Kushner's lawyer has said his client would step down as chief executive of the family business if he takes a White House position and divest some of his assets to comply with federal ethics laws that apply to government employees.
The law requires Kushner, who was among Trump's most trusted and powerful campaign advisers, to take more significant steps than Trump to disentangle his business interests, given that conflict-of-interest laws largely do not apply to the president.
But attorney Caleb Burns, a partner in the Washington, D.C., firm Wiley Rein, hit back Monday at Democrats like Massachusetts Sen. Elizabeth Warren and others who have suggested that Trump, Secretary of State nominee Rex Tillerson and now Kushner aren’t doing enough to separate themselves from business interests.
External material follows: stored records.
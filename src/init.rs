// Initialization utilities for the conversion job
//
// Storage backend and logging/tracing setup

use anyhow::Result;
use catalog2parquet_config::{LogConfig, LogFormat, RuntimeConfig, StorageBackend};
use opendal::Operator;
use tracing::info;

/// Build the storage operator shared by the catalog, reader, sink and run records
pub fn init_storage(config: &RuntimeConfig) -> Result<Operator> {
    info!(
        "Initializing storage with backend: {}",
        config.storage.backend
    );

    match config.storage.backend {
        StorageBackend::Fs => {
            if let Some(fs) = config.storage.fs.as_ref() {
                info!("Using filesystem storage at: {}", fs.path);
            }
        }
        StorageBackend::S3 => {
            if let Some(s3) = config.storage.s3.as_ref() {
                info!(
                    "Using S3 storage: bucket={}, region={}",
                    s3.bucket, s3.region
                );
            }
        }
        StorageBackend::Memory => info!("Using in-memory storage"),
    }

    catalog2parquet_writer::build_operator(&config.storage)
        .map_err(|e| anyhow::anyhow!("Failed to initialize storage: {}", e))
}

/// Initialize tracing/logging from the `log` config section
pub fn init_tracing(config: &LogConfig) {
    use tracing_subscriber::{fmt, prelude::*, EnvFilter};

    let env_filter =
        EnvFilter::try_new(&config.level).unwrap_or_else(|_| EnvFilter::new("info"));

    let registry = tracing_subscriber::registry().with(env_filter);

    // Ignore error if already set
    let _ = match config.format {
        LogFormat::Json => {
            tracing::subscriber::set_global_default(registry.with(fmt::layer().json()))
        }
        LogFormat::Text => tracing::subscriber::set_global_default(registry.with(fmt::layer())),
    };
}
“Jared Kushner has done everything he’s required to do and more. He’s simply required to recuse himself from any decision that would have a ‘direct and predictable’ impact on his financial holdings,” Burns, who specializes in government ethics law, said Monday. “They're cloaking political issues in legal garb."
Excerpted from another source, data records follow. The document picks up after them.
/// One execution of a named job
#[derive(Debug, Clone, PartialEq, Eq)]
pub struct JobRun {
    pub job_name: String,
    pub run_id: Uuid,
    pub started_at: DateTime<Utc>,
}

impl JobRun {
    pub fn new(job_name: impl Into<String>) -> Self {
        Self {
            job_name: job_name.into(),
            run_id: Uuid::new_v4(),
            started_at: Utc::now(),
        }
    }
}

#[derive(Debug, Clone, PartialEq, Eq, Serialize)]
pub struct OutputFile {
    pub path: String,
    pub rows: usize,
    pub bytes: usize,
}

impl From<WrittenFile> for OutputFile {
    fn from(file: WrittenFile) -> Self {
        Self {
            path: file.path,
            rows: file.rows,
            bytes: file.bytes,
        }
    }
}

/// What a successful run produced
#[derive(Debug, Clone, PartialEq, Eq)]
pub struct JobSummary {
    pub run: JobRun,
    pub source: CatalogReference,
    pub rows: usize,
    pub files: Vec<OutputFile>,
    pub total_bytes: usize,
}

/// Converts one catalog table into Parquet files under a sink prefix
pub struct ConversionJob {
    catalog: Arc<dyn Catalog>,
    reader: DatasetReader,
    operator: Operator,
    source: CatalogReference,
    sink_prefix: String,
    sink_format: SinkFormat,
    options: ParquetOptions,
}

impl ConversionJob {
    pub fn new(catalog: Arc<dyn Catalog>, operator: Operator, source: CatalogReference) -> Self {
        Self {
            catalog,
            reader: DatasetReader::new(operator.clone(), ReaderConfig::default().batch_size),
            operator,
            source,
            sink_prefix: catalog2parquet_config::DEFAULT_OUTPUT_PREFIX.to_string(),
            sink_format: SinkFormat::Parquet,
            options: ParquetOptions::default(),
        }
    }

    /// Build a job from the `source`, `sink` and `reader` config sections
    pub fn from_config(
        catalog: Arc<dyn Catalog>,
        operator: Operator,
        config: &RuntimeConfig,
    ) -> Result<Self, JobError> {
        let source = CatalogReference::new(&config.source.database, &config.source.table)?;

        Ok(Self::new(catalog, operator, source)
            .with_sink_prefix(&config.sink.prefix)
            .with_sink_format(sink_format_from(config.sink.format))
            .with_options(ParquetOptions::from(&config.sink))
            .with_batch_size(config.reader.batch_size))
    }

    pub fn with_sink_prefix(mut self, prefix: impl Into<String>) -> Self {
        self.sink_prefix = prefix.into();
        self
    }

    pub fn with_sink_format(mut self, format: SinkFormat) -> Self {
        self.sink_format = format;
        self
    }

    pub fn with_options(mut self, options: ParquetOptions) -> Self {
        self.options = options;
        self
    }

    pub fn with_batch_size(mut self, batch_size: usize) -> Self {
        self.reader = DatasetReader::new(self.operator.clone(), batch_size);
        self
    }

    pub fn source(&self) -> &CatalogReference {
        &self.source
    }

    pub fn sink_format(&self) -> SinkFormat {
        self.sink_format
    }

    /// Run the job once.
    ///
    /// The job name is resolved before the catalog or storage is touched. On
    /// success `commit` is called exactly once; any later failure is reported
    /// through `fail` and returned.
    pub async fn run(&self, context: &dyn JobContext) -> Result<JobSummary, JobError> {
        let job_name = match resolve_job_name(context) {
            Ok(name) => name,
            Err(err) => {
                context.fail(None, &err).await;
                return Err(err);
            }
        };

        let run = JobRun::new(job_name);
        info!(
            job_name = %run.job_name,
            run_id = %run.run_id,
            "Starting conversion of {}",
            self.source
        );

        let result = match self.execute(&run).await {
            Ok(summary) => context.commit(&summary).await.map(|()| summary),
            Err(err) => Err(err),
        };

        match &result {
            Ok(summary) => info!(
                job_name = %run.job_name,
                run_id = %run.run_id,
                "✓ Converted {} rows from {} into {} files ({} bytes)",
                summary.rows,
                summary.source,
                summary.files.len(),
                summary.total_bytes
            ),
            Err(err) => context.fail(Some(&run), err).await,
        }

        result
    }

    async fn execute(&self, run: &JobRun) -> Result<JobSummary, JobError> {
        let table = self.catalog.resolve(&self.source).await?;
        let dataset = self.reader.read(&self.source, &table).await?;

        let rows = dataset.num_rows();
        if rows == 0 {
            warn!(
                "Source {} at '{}' has no rows; no files will be written",
                self.source, table.location
            );
        }

        let sink = SinkLocation::new(self.sink_prefix.as_str(), self.sink_format);
        let written = write_dataset(&self.operator, dataset, sink, &self.options).await?;
        let total_bytes = written.total_bytes();

        Ok(JobSummary {
            run: run.clone(),
            source: self.source.clone(),
            rows,
            files: written.files.into_iter().map(OutputFile::from).collect(),
            total_bytes,
        })
    }
}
The transition team said Kushner will work closely with White House Chief of Staff Reince Priebus and chief strategist Stephen K. Bannon to execute President-elect Trump’s agenda.
“Jared has been a tremendous asset and trusted adviser throughout the campaign and transition, and I am proud to have him in a key leadership role in my administration” said Trump, in the announcement.
Kushner’s decision also ends speculation about whether he would join Trump’s administration or take an outside advisory role.
But it will likely further ignite the political squabble over whether the 35-year-old Kushner's post violates a no-nepotism law that bars officials from appointing relatives to government positions. (Some Trump aides have argued that the law does not apply to the White House.)
Kushner, married to Trump’s daughter Ivanka, was deeply involved in the campaign's digital efforts and was usually at Trump's side during the election's closing weeks.
He has since continued to play a central role in the transition, taking part in Cabinet interviews and often getting a last word alone with Trump after a meeting concludes.
Whether Kushner, a Harvard graduate, will be an adviser on domestic or foreign policy, or both, remains unclear.
Trump has suggested since winning the White House race in November that he would like Kushner involved in helping with Middle East peace.
Kushner has never publicly distanced himself from Trump's more provocative stances, including his campaign call for a temporary ban on Muslim immigration.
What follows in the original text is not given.